Cartes compatibles | 1, 3, 5, 8. |
Filtration | filtration par soufflage, filtration par aspiration |
Nombre de ports d'injection | 5, 6, 7, 8, 9, 10. |
Types de plaques compatibles | Plaque C18, plaque à puits profonds, plaque synthétique (compatible avec la plupart des plaques synthétiques), plaque de microtitration |
Module | axe simple ou double axe |
Tension | 220V |
garantie | 1 an |
Coutume | Accepté |
1. Purification par chromatographie par électrophorèse sur gel
Utiliser la chromatographie par électrophorèse sur gel de polyacrylamide dénaturant pour la purification.L'agent dénaturant est généralement du formamide 4M ou de l'urée 7M, la concentration d'acrylamide est comprise entre 5 et 15 % et la proportion de méthacrylamide est principalement comprise entre 2 et 10 %.
Après électrophorèse, la position de la bande d'acide nucléique doit être déterminée sous irradiation de lumière ultraviolette, le gel contenant l'acide nucléique cible est coupé, l'acide nucléique est brisé et lixivié, puis la solution de lixiviation est concentrée, dessalée, quantifié et lyophilisé.
2. DMT-On, purification HPLC
Choisissez le mode DMT-On pendant la synthèse, le produit brut a été centrifugé et concentré à température ambiante pour éliminer l'excès d'ammoniac après l'aminolyse.
La séparation a été réalisée en utilisant une colonne C18 avec de l'acétonitrile et 10 % d'acide triéthylamine-acétique (TEAA) comme éluant.Une fois l'élution terminée, il est concentré, puis le groupe DMT est éliminé avec de l'acide trifluoroacétique.Après neutralisation, certains sels et petites molécules sont éliminés via un tube coupé, puis finalement dessalés.
Cette méthode permet d'obtenir un produit d'une plus grande pureté, mais il faut faire attention à l'apparition d'une dépurination.
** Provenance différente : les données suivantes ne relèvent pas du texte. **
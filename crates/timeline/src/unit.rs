//! Placed media units.

use serde::{Deserialize, Serialize};
use std::path::PathBuf;

/// Per-frame transform applied to a unit's layer.
///
/// Translation factors are fractions of the viewport size (`+x` right,
/// `+y` down). Rotation is clockwise in degrees.
#[derive(Debug, Clone, Copy, PartialEq, Serialize, Deserialize)]
#[serde(default)]
pub struct Transform {
    pub scale: f32,
    pub rotation_deg: f32,
    pub translate_x: f32,
    pub translate_y: f32,
    pub opacity: f32,
}

impl Default for Transform {
    fn default() -> Self {
        Self {
            scale: 1.0,
            rotation_deg: 0.0,
            translate_x: 0.0,
            translate_y: 0.0,
            opacity: 1.0,
        }
    }
}

impl Transform {
    /// Whether this transform draws anything at all.
    pub fn is_drawable(&self) -> bool {
        self.scale > 0.0 && self.opacity > 0.0
    }
}

/// One media source placed on the timeline.
///
/// Units are immutable once placed: edits replace the whole unit.
#[derive(Debug, Clone, PartialEq, Serialize, Deserialize)]
pub struct TimelineUnit {
    /// Unique identity tag.
    pub tag: String,

    /// Source file.
    pub source: PathBuf,

    /// Offset from timeline zero (ms).
    #[serde(default)]
    pub start_delay_ms: u64,

    /// Offset into the source where playback begins (ms).
    #[serde(default)]
    pub start_clip_ms: u64,

    /// Length of the source used on the timeline (ms).
    pub trimmed_duration_ms: u64,

    #[serde(default)]
    pub transform: Transform,

    /// Draw order; higher values are drawn on top.
    #[serde(default)]
    pub z_position: i32,

    /// Suppress this unit's audio in the output.
    #[serde(default)]
    pub muted_audio: bool,
}

impl TimelineUnit {
    pub fn new(tag: impl Into<String>, source: impl Into<PathBuf>, duration_ms: u64) -> Self {
        Self {
            tag: tag.into(),
            source: source.into(),
            start_delay_ms: 0,
            start_clip_ms: 0,
            trimmed_duration_ms: duration_ms,
            transform: Transform::default(),
            z_position: 0,
            muted_audio: false,
        }
    }

    pub fn with_start_delay(mut self, start_delay_ms: u64) -> Self {
        self.start_delay_ms = start_delay_ms;
        self
    }

    pub fn with_start_clip(mut self, start_clip_ms: u64) -> Self {
        self.start_clip_ms = start_clip_ms;
        self
    }

    pub fn with_transform(mut self, transform: Transform) -> Self {
        self.transform = transform;
        self
    }

    pub fn with_z_position(mut self, z_position: i32) -> Self {
        self.z_position = z_position;
        self
    }

    pub fn with_muted_audio(mut self, muted: bool) -> Self {
        self.muted_audio = muted;
        self
    }

    /// Exclusive end of the unit on the timeline (ms).
    pub fn end_ms(&self) -> u64 {
        self.start_delay_ms.saturating_add(self.trimmed_duration_ms)
    }

    /// Half-open visibility test: `start <= t < end`.
    pub fn is_visible_at(&self, t_ms: i64) -> bool {
        t_ms >= 0 && (t_ms as u64) >= self.start_delay_ms && (t_ms as u64) < self.end_ms()
    }
}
3. DMT-Off, purification HPLC
Choisissez le DMT-Off pendant la synthèse, et le produit brut a été centrifugé et concentré à température ambiante pour éliminer l'excès d'ammoniac après l'ammonolyse.
La séparation a été réalisée en utilisant une colonne C18 avec de l'acétonitrile et 10 % d'acide triéthylamine-acétique dans l'eau comme éluant.Une fois la séparation terminée et quantifiée, les aliquotes sont lyophilisées.
Cette méthode nécessite un ajustement minutieux des conditions de séparation et peut également obtenir des molécules cibles relativement pures.